Victor Juliet
Victor Juliet

Reputation: 1092

Finding very large jumps in data

I need to find very large jumps only so that I can find clusters and later the noise as well. The sample data is as under:

0.000000
0.000500
0.001500
0.003000
0.005500
0.008700
0.012400
0.000000
0.000500
0.001500
0.003000
0.005500
0.008700
0.012400
0.000000
0.000500
0.001500
0.003000
0.005500
0.008700
0.012400
0.000000
0.000500
0.001500
0.003000
0.005500
0.008700
0.012400
0.000000
0.000500
0.001500
0.003000
0.005500
0.008700
0.012400
0.000000
0.000500
0.001500
0.003000
0.005500
0.008700
0.012400
0.012400

I need to do this in python, but any generic algorithm would be welcome as well.

I have already tried

  1. Finding distance between each consecutive pair of points.
  2. Find the ratio of consecutive distances.
  3. Find the closeness of the consecutive ratios.

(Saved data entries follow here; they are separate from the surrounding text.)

//! Initializes `tracing` from the logger configuration.

use std::sync::OnceLock;

use serde::{Deserialize, Serialize};
use tracing_subscriber::{
    fmt, layer::SubscriberExt, util::SubscriberInitExt, EnvFilter, Layer, Registry,
};

use crate::{config, Error, Result};

#[derive(Debug, Default, Clone, Copy, PartialEq, Eq, Serialize, Deserialize)]
#[serde(rename_all = "lowercase")]
pub enum LogLevel {
    Off,
    Trace,
    Debug,
    #[default]
    Info,
    Warn,
    Error,
}

impl LogLevel {
    #[must_use]
    pub fn as_str(self) -> &'static str {
        match self {
            Self::Off => "off",
            Self::Trace => "trace",
            Self::Debug => "debug",
            Self::Info => "info",
            Self::Warn => "warn",
            Self::Error => "error",
        }
    }
}

impl std::fmt::Display for LogLevel {
    fn fmt(&self, f: &mut std::fmt::Formatter<'_>) -> std::fmt::Result {
        f.write_str(self.as_str())
    }
}

#[derive(Debug, Default, Clone, Copy, PartialEq, Eq, Serialize, Deserialize)]
#[serde(rename_all = "lowercase")]
pub enum Format {
    #[default]
    Compact,
    Pretty,
    Json,
}

#[derive(Debug, Default, Clone, Copy, PartialEq, Eq, Serialize, Deserialize)]
#[serde(rename_all = "lowercase")]
pub enum Rotation {
    Minutely,
    #[default]
    Hourly,
    Daily,
    Never,
}

// Only the crate's own targets are filtered by level, dependencies stay quiet.
const MODULE_WHITELIST: &[&str] = &["rdf_composer"];

#[cfg(feature = "file_logging")]
static NONBLOCKING_WORK_GUARD_KEEP: OnceLock<tracing_appender::non_blocking::WorkerGuard> =
    OnceLock::new();

static INITIALIZED: OnceLock<()> = OnceLock::new();

/// Builds the filter directive for `config`.
#[must_use]
pub fn filter_directive(config: &config::Logger) -> String {
    config
        .override_filter
        .clone()
        .unwrap_or_else(|| level_directive(config.level))
}

fn level_directive(level: LogLevel) -> String {
    MODULE_WHITELIST
        .iter()
        .map(|module| format!("{module}={level}"))
        .collect::<Vec<_>>()
        .join(",")
}

fn init_env_filter(config: &config::Logger) -> Result<EnvFilter> {
    EnvFilter::try_from_default_env()
        .or_else(|_| EnvFilter::try_new(filter_directive(config)))
        .map_err(|err| Error::Message(format!("logger filter: {err}")))
}

fn init_layer(format: Format, ansi: bool) -> Box<dyn Layer<Registry> + Sync + Send> {
    match format {
        Format::Compact => fmt::Layer::default().with_ansi(ansi).compact().boxed(),
        Format::Pretty => fmt::Layer::default().with_ansi(ansi).pretty().boxed(),
        Format::Json => fmt::Layer::default().with_ansi(ansi).json().boxed(),
    }
}

#[cfg(feature = "file_logging")]
fn init_file_layer(
    appender: &config::LoggerFileAppender,
) -> Result<Option<Box<dyn Layer<Registry> + Sync + Send>>> {
    use tracing_appender::rolling;

    if !appender.enable {
        return Ok(None);
    }
    let rotation = match appender.rotation {
        Rotation::Minutely => rolling::Rotation::MINUTELY,
        Rotation::Hourly => rolling::Rotation::HOURLY,
        Rotation::Daily => rolling::Rotation::DAILY,
        Rotation::Never => rolling::Rotation::NEVER,
    };
    let mut builder = rolling::Builder::new()
        .rotation(rotation)
        .filename_prefix(appender.filename_prefix.as_deref().unwrap_or("rdf-composer"))
        .filename_suffix(appender.filename_suffix.as_deref().unwrap_or("log"));
    if appender.max_log_files > 0 {
        builder = builder.max_log_files(appender.max_log_files);
    }
    let file_appender = builder
        .build(appender.dir.as_deref().unwrap_or("./logs"))
        .map_err(|err| Error::Message(format!("logger file appender: {err}")))?;

    // the file keeps its own level below the global filter
    let filter = EnvFilter::try_new(level_directive(appender.level))
        .map_err(|err| Error::Message(format!("logger file filter: {err}")))?;
    let layer = if appender.non_blocking {
        let (writer, guard) = tracing_appender::non_blocking(file_appender);
        let _ = NONBLOCKING_WORK_GUARD_KEEP.set(guard);
        init_layer_with_writer(appender.format, writer, filter)
    } else {
        init_layer_with_writer(appender.format, file_appender, filter)
    };
    Ok(Some(layer))
}

#[cfg(feature = "file_logging")]
fn init_layer_with_writer<W>(
    format: Format,
    writer: W,
    filter: EnvFilter,
) -> Box<dyn Layer<Registry> + Sync + Send>
where
    W: for<'writer> fmt::MakeWriter<'writer> + Send + Sync + 'static,
{
    let layer = fmt::Layer::default().with_ansi(false).with_writer(writer);
    match format {
        Format::Compact => layer.compact().with_filter(filter).boxed(),
        Format::Pretty => layer.pretty().with_filter(filter).boxed(),
        Format::Json => layer.json().with_filter(filter).boxed(),
    }
}

/// Installs the global subscriber described by `config`.
///
/// Only the first call installs anything; later calls return `Ok(())`.
///
/// # Errors
///
/// When the filter directive is invalid, the log directory cannot be created
/// or another global subscriber is already installed.
pub fn init(config: &config::Logger) -> Result<()> {
    if !config.enable || INITIALIZED.get().is_some() {
        return Ok(());
    }

    let mut layers: Vec<Box<dyn Layer<Registry> + Sync + Send>> = Vec::new();

    #[cfg(feature = "file_logging")]
    if let Some(appender) = &config.file_appender {
        if let Some(layer) = init_file_layer(appender)? {
            layers.push(layer);
        }
    }

    layers.push(init_layer(config.format, true));

    if config.pretty_backtrace {
        std::env::set_var("RUST_BACKTRACE", "1");
    }

    let env_filter = init_env_filter(config)?;
    tracing_subscriber::registry()
        .with(layers)
        .with(env_filter)
        .try_init()
        .map_err(|err| Error::Message(format!("logger: {err}")))?;
    let _ = INITIALIZED.set(());
    Ok(())
}

#[cfg(test)]
mod tests {
    use rstest::rstest;

    use super::{filter_directive, level_directive, LogLevel};
    use crate::config;

    #[rstest]
    #[case(LogLevel::Debug, None, "rdf_composer=debug")]
    #[case(LogLevel::Off, None, "rdf_composer=off")]
    #[case(LogLevel::Info, Some("rdf_composer::property=trace"), "rdf_composer::property=trace")]
    fn builds_filter_directives(
        #[case] level: LogLevel,
        #[case] override_filter: Option<&str>,
        #[case] expected: &str,
    ) {
        let logger = config::Logger {
            level,
            override_filter: override_filter.map(str::to_owned),
            ..config::Logger::default()
        };
        assert_eq!(filter_directive(&logger), expected);
    }

    #[test]
    fn file_levels_ignore_the_console_override() {
        let logger = config::Logger {
            override_filter: Some("rdf_composer::store=trace".to_owned()),
            ..config::Logger::default()
        };
        let appender = config::LoggerFileAppender {
            level: LogLevel::Warn,
            ..config::LoggerFileAppender::default()
        };
        assert_eq!(filter_directive(&logger), "rdf_composer::store=trace");
        assert_eq!(level_directive(appender.level), "rdf_composer=warn");
    }
}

The problem I face is when I use the compare function numpy.allclose() , its approximation factor is static and for varying degree of jumps, it stops working and gives false positives and false negatives.

Some of the graphs for data visualization. The bottom graph in each is the total number of points. enter image description here enter image description here enter image description here

Upvotes: 1

Views: 7584

Answers (3)

Imanol Luengo
Imanol Luengo

Reputation: 15889

This is nothing fancy, but you could try it. Using forward, backward differences you can detect single outliers. It will fail in complex cases if multiple outliers lay together tho, but for simple cases it might work:

import numpy as np
x = np.arange(20)    
# Synthetic data
sample = np.random.randn(20)
# Synthetic noise
sample[np.random.randint(0, 20, 5)] += np.random.randn(5) * 100

plot(x, sample, 'o')

enter image description here

Get forward and backward derivatives (their absolute value as we care about magnitude of differences not direction):

d1 = np.r_[0, np.abs(sample[1:] - sample[:-1])]
d2 = np.r_[np.abs(sample[1:] - sample[:-1]), 0]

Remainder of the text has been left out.